**Extracted information**
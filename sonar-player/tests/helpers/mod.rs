//! Shared fixtures for sonar-player integration tests

#![allow(dead_code)]

use async_trait::async_trait;
use sonar_player::audio::{AudioDecoder, Fetcher, SampleBuffer, VirtualBackend};
use sonar_player::{
    DecodeCache, Error, Result, ScheduleOptions, Sound, SoundConfig, SoundEvent, TrackConfig,
};
use std::collections::HashMap;
use std::sync::{Arc, Mutex};
use std::time::Duration;

/// Sample rate used for stub buffers; low to keep allocations small
pub const STUB_SAMPLE_RATE: u32 = 100;

/// Bytes a [`StubDecoder`] turns into `seconds` of silence
pub fn clip(seconds: f64) -> Vec<u8> {
    seconds.to_string().into_bytes()
}

/// In-memory fetcher with per-source failures and delays
#[derive(Default)]
pub struct MemoryFetcher {
    clips: Mutex<HashMap<String, Vec<u8>>>,
    /// Remaining failures per source (`u32::MAX` fails forever)
    failures: Mutex<HashMap<String, u32>>,
    delay: Mutex<Option<Duration>>,
    fetches: Mutex<HashMap<String, usize>>,
    /// Sources in the order their fetches began
    order: Mutex<Vec<String>>,
}

impl MemoryFetcher {
    pub fn new() -> Self {
        Self::default()
    }

    /// Fetcher serving a `seconds`-long clip for each source
    pub fn with_clips(clips: &[(&str, f64)]) -> Arc<Self> {
        let fetcher = Self::new();
        for (src, seconds) in clips {
            fetcher.add(src, *seconds);
        }
        Arc::new(fetcher)
    }

    pub fn add(&self, src: &str, seconds: f64) {
        self.clips
            .lock()
            .unwrap()
            .insert(src.to_string(), clip(seconds));
    }

    pub fn fail_times(&self, src: &str, times: u32) {
        self.failures
            .lock()
            .unwrap()
            .insert(src.to_string(), times);
    }

    pub fn fail_always(&self, src: &str) {
        self.fail_times(src, u32::MAX);
    }

    pub fn set_delay(&self, delay: Duration) {
        *self.delay.lock().unwrap() = Some(delay);
    }

    pub fn fetch_count(&self, src: &str) -> usize {
        self.fetches.lock().unwrap().get(src).copied().unwrap_or(0)
    }

    pub fn total_fetches(&self) -> usize {
        self.fetches.lock().unwrap().values().sum()
    }

    pub fn fetch_order(&self) -> Vec<String> {
        self.order.lock().unwrap().clone()
    }
}

#[async_trait]
impl Fetcher for MemoryFetcher {
    async fn fetch(&self, src: &str) -> Result<Vec<u8>> {
        *self
            .fetches
            .lock()
            .unwrap()
            .entry(src.to_string())
            .or_default() += 1;
        self.order.lock().unwrap().push(src.to_string());

        let delay = *self.delay.lock().unwrap();
        if let Some(delay) = delay {
            tokio::time::sleep(delay).await;
        }

        let fail = {
            let mut failures = self.failures.lock().unwrap();
            match failures.get_mut(src) {
                Some(remaining) if *remaining > 0 => {
                    if *remaining != u32::MAX {
                        *remaining -= 1;
                    }
                    true
                }
                _ => false,
            }
        };
        if fail {
            return Err(Error::Fetch {
                src: src.to_string(),
                reason: "simulated network failure".to_string(),
            });
        }

        self.clips
            .lock()
            .unwrap()
            .get(src)
            .cloned()
            .ok_or_else(|| Error::Fetch {
                src: src.to_string(),
                reason: "404 Not Found".to_string(),
            })
    }
}

/// Decodes the ASCII seconds written by [`clip`] into silence
pub struct StubDecoder;

impl AudioDecoder for StubDecoder {
    fn decode(&self, bytes: Vec<u8>, _hint: Option<&str>) -> Result<SampleBuffer> {
        let seconds: f64 = String::from_utf8(bytes)
            .ok()
            .and_then(|s| s.trim().parse().ok())
            .ok_or_else(|| Error::Decode("not a stub clip".to_string()))?;
        Ok(SampleBuffer::silence(seconds, STUB_SAMPLE_RATE, 1))
    }
}

/// Fast scheduling for tests driven by a manual clock
pub fn fast_options() -> ScheduleOptions {
    ScheduleOptions {
        reschedule_interval_ms: 10,
        loading_grace_ms: 50,
        ..Default::default()
    }
}

/// A sound wired to in-memory collaborators
pub struct Fixture {
    pub sound: Sound,
    pub backend: VirtualBackend,
    pub fetcher: Arc<MemoryFetcher>,
    pub events: EventLog,
}

pub fn build_sound(
    tracks: Vec<TrackConfig>,
    fetcher: Arc<MemoryFetcher>,
    options: ScheduleOptions,
) -> Fixture {
    build_sound_with(tracks, fetcher, options, Arc::new(DecodeCache::default()), 1.0)
}

pub fn build_sound_with(
    tracks: Vec<TrackConfig>,
    fetcher: Arc<MemoryFetcher>,
    options: ScheduleOptions,
    cache: Arc<DecodeCache>,
    rate: f64,
) -> Fixture {
    let backend = VirtualBackend::new();
    let sound = Sound::builder(tracks)
        .config(SoundConfig {
            rate,
            schedule: options,
            ..Default::default()
        })
        .backend(Arc::new(backend.clone()))
        .fetcher(fetcher.clone())
        .decoder(Arc::new(StubDecoder))
        .cache(cache)
        .build()
        .expect("fixture sound must build");
    let events = EventLog::attach(&sound);
    Fixture {
        sound,
        backend,
        fetcher,
        events,
    }
}

/// Records every event a sound emits
#[derive(Clone, Default)]
pub struct EventLog {
    events: Arc<Mutex<Vec<SoundEvent>>>,
}

impl EventLog {
    pub fn attach(sound: &Sound) -> Self {
        let log = Self::default();
        let sink = log.events.clone();
        sound.on_any(move |event| sink.lock().unwrap().push(event.clone()));
        log
    }

    pub fn all(&self) -> Vec<SoundEvent> {
        self.events.lock().unwrap().clone()
    }

    pub fn count(&self, event: &SoundEvent) -> usize {
        self.events
            .lock()
            .unwrap()
            .iter()
            .filter(|e| *e == event)
            .count()
    }

    pub fn contains(&self, event: &SoundEvent) -> bool {
        self.count(event) > 0
    }

    pub fn position(&self, event: &SoundEvent) -> Option<usize> {
        self.events.lock().unwrap().iter().position(|e| e == event)
    }

    pub fn clear(&self) {
        self.events.lock().unwrap().clear();
    }
}

/// Polls `condition` until it holds, panicking after `timeout`
pub async fn wait_until<F>(what: &str, timeout: Duration, mut condition: F)
where
    F: FnMut() -> bool,
{
    let deadline = tokio::time::Instant::now() + timeout;
    while !condition() {
        if tokio::time::Instant::now() >= deadline {
            panic!("timed out waiting for {}", what);
        }
        tokio::time::sleep(Duration::from_millis(5)).await;
    }
}

/// Default wait used by scenario tests
pub const WAIT: Duration = Duration::from_secs(3);

pub fn approx(a: f64, b: f64) -> bool {
    (a - b).abs() < 1e-6
}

**Directions**
Using the material above, return each line in which the word "sink" occurs.

**Result for this task**
        let sink = log.events.clone();
        sound.on_any(move |event| sink.lock().unwrap().push(event.clone()));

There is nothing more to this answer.